### EXERCISE
A single stretch of the material below is to be transcribed exactly, starting at the line with "pub struct ClientBatch" and ending after the line with "let hash_result_r = hash_encode(raw_message, random_index, m);".

### EXTRACTED ENTRIES
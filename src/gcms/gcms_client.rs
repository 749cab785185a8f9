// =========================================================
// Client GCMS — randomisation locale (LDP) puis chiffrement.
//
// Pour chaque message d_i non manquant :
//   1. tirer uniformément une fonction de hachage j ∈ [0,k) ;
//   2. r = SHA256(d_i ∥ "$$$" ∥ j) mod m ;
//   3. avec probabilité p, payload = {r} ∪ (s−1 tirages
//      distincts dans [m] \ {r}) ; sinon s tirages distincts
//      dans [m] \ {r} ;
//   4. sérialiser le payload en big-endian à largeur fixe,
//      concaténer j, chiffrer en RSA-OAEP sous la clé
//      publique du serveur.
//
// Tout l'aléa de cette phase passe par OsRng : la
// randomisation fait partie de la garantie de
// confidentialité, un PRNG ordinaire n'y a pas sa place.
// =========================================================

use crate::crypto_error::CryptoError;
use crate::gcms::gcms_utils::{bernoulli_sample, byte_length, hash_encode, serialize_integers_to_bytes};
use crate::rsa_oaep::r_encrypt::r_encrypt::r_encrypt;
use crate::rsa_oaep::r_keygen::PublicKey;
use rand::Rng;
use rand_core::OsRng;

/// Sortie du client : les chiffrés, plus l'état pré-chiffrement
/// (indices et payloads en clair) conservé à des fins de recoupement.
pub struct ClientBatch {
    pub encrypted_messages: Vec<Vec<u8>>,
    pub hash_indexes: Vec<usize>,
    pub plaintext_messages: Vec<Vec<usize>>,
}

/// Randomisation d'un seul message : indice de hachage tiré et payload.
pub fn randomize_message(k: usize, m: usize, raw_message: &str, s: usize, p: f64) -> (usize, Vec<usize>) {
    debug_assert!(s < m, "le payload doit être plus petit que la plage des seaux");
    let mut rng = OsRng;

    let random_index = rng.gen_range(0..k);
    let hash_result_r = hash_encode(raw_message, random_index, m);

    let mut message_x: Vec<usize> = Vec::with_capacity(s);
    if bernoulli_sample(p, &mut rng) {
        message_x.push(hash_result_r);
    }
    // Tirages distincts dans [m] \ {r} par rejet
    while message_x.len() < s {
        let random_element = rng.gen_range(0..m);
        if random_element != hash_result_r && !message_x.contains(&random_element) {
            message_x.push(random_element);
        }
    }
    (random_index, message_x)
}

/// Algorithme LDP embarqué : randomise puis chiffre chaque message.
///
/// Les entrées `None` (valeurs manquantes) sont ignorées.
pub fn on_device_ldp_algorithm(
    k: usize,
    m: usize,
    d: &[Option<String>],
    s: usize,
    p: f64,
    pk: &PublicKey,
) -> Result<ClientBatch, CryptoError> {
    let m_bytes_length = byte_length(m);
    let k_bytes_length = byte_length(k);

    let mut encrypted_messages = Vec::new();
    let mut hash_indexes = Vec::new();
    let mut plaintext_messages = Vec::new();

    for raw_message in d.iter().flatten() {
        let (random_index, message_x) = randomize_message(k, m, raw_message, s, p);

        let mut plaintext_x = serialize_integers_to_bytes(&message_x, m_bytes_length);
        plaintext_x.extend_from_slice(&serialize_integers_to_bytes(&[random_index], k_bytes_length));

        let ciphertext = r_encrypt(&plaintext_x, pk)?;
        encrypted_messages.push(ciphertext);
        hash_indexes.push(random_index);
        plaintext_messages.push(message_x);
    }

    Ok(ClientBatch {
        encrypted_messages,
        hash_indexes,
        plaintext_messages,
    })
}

### EXERCISE ANSWER
pub struct ClientBatch {
    pub encrypted_messages: Vec<Vec<u8>>,
    pub hash_indexes: Vec<usize>,
    pub plaintext_messages: Vec<Vec<usize>>,
}

/// Randomisation d'un seul message : indice de hachage tiré et payload.
pub fn randomize_message(k: usize, m: usize, raw_message: &str, s: usize, p: f64) -> (usize, Vec<usize>) {
    debug_assert!(s < m, "le payload doit être plus petit que la plage des seaux");
    let mut rng = OsRng;

    let random_index = rng.gen_range(0..k);
    let hash_result_r = hash_encode(raw_message, random_index, m);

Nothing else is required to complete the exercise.